====== MATERIAL SHOWN ======

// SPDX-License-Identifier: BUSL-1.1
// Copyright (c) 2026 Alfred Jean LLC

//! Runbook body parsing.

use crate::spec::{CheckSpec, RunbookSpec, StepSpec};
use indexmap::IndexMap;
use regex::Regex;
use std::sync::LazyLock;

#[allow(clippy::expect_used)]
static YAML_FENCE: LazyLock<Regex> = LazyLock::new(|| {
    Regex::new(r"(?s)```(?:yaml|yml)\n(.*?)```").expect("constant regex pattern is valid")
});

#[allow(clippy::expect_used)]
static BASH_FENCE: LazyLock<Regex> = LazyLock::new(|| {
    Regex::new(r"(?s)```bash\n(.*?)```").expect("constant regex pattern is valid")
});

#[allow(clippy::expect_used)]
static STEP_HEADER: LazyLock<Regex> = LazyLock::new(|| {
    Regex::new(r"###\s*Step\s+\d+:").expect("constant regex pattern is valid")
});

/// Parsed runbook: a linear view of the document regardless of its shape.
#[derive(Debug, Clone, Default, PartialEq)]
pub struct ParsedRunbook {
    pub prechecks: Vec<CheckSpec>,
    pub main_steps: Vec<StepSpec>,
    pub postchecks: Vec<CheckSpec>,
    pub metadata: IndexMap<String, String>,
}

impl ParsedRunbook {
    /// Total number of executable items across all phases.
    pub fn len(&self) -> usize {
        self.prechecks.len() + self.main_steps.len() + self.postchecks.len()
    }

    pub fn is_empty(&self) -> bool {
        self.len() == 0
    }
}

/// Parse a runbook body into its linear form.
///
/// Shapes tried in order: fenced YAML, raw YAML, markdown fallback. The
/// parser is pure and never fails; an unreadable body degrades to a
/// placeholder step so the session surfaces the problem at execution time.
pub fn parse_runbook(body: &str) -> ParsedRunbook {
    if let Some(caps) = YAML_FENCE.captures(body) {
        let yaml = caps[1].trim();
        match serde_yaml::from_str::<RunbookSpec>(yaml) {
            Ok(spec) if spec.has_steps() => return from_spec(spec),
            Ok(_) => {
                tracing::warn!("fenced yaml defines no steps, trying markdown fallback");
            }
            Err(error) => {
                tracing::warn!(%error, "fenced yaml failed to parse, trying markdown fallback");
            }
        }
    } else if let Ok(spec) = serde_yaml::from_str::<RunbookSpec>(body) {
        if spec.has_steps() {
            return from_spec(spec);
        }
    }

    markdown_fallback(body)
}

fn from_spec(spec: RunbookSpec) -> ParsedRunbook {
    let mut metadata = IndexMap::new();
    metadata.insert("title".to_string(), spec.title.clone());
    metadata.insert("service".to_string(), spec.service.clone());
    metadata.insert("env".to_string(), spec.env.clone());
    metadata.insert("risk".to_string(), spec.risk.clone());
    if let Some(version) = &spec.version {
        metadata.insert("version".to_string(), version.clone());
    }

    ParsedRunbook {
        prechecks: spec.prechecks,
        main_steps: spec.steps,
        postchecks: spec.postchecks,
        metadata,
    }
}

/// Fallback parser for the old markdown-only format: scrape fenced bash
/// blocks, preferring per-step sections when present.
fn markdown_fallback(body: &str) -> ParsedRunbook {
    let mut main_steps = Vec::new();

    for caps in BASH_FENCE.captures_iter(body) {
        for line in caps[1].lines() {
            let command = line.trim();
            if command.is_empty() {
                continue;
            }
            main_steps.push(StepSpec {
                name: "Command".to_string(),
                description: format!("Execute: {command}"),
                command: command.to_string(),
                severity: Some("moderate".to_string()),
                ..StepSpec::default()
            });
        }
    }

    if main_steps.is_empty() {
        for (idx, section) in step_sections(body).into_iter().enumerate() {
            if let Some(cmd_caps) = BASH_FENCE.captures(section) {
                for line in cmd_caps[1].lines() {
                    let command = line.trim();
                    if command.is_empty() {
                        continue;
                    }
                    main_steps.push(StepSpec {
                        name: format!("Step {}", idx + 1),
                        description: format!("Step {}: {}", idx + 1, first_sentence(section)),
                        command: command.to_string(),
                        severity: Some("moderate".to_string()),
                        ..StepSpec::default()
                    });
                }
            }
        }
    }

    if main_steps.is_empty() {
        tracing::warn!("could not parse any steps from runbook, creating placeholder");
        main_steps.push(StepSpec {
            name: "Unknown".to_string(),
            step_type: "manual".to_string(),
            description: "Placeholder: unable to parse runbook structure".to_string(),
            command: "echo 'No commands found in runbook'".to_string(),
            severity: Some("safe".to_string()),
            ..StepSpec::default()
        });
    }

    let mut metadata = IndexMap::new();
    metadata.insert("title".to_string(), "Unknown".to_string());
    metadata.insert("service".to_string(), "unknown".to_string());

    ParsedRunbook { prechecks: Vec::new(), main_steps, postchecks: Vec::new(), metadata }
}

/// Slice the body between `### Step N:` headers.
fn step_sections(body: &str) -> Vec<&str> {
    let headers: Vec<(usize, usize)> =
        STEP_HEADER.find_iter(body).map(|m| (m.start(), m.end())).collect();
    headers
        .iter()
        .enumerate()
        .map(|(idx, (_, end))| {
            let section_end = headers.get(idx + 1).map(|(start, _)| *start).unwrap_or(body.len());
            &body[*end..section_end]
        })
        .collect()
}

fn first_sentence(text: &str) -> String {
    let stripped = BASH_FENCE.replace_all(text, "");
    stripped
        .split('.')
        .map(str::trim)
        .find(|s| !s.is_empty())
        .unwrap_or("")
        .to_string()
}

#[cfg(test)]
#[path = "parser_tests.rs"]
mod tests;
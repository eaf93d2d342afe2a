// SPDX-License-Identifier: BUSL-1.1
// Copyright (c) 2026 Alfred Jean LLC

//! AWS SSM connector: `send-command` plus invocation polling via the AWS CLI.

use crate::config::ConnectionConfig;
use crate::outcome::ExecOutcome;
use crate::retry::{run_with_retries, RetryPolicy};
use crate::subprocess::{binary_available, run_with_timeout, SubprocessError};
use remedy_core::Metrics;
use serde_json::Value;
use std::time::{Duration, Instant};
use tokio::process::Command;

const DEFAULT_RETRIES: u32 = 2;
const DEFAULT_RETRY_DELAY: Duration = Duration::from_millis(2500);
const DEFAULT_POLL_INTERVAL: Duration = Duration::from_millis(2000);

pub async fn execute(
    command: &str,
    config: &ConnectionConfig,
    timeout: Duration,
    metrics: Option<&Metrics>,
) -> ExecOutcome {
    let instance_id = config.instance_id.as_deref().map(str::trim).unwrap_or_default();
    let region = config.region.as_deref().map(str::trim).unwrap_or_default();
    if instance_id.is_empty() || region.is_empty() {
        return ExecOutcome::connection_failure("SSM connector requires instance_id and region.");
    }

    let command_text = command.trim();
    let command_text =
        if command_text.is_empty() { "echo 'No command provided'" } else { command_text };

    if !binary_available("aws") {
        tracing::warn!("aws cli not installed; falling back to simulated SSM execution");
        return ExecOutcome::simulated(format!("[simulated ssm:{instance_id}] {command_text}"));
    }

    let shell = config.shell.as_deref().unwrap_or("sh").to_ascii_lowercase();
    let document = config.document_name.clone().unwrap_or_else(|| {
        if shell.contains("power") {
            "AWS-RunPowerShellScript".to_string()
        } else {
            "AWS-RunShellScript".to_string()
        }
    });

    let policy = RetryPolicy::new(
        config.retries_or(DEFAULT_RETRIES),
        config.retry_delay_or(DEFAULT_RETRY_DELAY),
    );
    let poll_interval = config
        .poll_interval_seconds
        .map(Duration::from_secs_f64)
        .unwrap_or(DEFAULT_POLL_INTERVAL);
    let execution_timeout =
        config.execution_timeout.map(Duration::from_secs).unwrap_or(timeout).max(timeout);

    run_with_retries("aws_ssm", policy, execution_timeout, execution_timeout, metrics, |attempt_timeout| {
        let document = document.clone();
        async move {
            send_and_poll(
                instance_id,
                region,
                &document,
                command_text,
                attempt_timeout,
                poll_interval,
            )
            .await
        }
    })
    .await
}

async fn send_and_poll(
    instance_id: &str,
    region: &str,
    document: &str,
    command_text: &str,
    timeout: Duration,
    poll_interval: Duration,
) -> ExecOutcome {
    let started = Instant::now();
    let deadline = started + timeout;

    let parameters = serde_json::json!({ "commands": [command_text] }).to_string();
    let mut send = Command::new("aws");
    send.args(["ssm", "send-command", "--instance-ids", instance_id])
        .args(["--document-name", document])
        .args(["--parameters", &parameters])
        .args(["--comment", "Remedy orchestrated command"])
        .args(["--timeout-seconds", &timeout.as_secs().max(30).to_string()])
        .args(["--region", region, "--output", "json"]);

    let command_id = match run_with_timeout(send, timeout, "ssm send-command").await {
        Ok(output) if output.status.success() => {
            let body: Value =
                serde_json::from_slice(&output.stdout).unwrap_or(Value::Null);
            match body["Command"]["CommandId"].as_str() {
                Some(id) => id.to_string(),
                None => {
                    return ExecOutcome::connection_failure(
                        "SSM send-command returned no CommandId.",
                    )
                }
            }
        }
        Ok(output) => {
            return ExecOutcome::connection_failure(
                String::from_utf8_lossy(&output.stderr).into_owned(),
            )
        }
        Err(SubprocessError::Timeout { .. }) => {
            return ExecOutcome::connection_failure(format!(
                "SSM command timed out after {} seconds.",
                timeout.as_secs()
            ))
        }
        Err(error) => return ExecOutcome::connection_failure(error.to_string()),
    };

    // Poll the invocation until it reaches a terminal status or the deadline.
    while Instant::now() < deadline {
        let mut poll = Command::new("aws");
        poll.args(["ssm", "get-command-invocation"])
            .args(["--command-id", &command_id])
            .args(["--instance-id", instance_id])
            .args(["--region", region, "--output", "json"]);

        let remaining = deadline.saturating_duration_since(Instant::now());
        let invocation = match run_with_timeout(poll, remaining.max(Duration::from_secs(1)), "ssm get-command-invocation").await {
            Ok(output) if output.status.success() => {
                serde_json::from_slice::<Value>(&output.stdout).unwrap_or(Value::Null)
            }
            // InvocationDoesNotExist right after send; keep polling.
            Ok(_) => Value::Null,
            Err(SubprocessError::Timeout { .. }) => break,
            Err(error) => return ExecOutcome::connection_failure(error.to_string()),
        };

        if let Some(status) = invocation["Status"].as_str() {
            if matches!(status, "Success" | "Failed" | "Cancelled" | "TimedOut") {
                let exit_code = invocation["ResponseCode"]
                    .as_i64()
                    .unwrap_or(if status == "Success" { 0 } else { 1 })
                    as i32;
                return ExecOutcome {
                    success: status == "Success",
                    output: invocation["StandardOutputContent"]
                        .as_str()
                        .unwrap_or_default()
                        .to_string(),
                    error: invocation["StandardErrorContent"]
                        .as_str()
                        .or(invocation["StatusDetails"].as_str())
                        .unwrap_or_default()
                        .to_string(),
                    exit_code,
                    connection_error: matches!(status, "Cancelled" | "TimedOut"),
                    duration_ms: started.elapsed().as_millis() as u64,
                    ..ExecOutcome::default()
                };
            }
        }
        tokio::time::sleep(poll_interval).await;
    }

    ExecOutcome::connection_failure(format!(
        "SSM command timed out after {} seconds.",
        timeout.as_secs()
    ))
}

======

## HOW TO COMPLETE THIS TASK
Show the lines where the word "postchecks" appears in the entries.

## EXERCISE OUTPUT
    pub postchecks: Vec<CheckSpec>,
        self.prechecks.len() + self.main_steps.len() + self.postchecks.len()
        postchecks: spec.postchecks,
    ParsedRunbook { prechecks: Vec::new(), main_steps, postchecks: Vec::new(), metadata }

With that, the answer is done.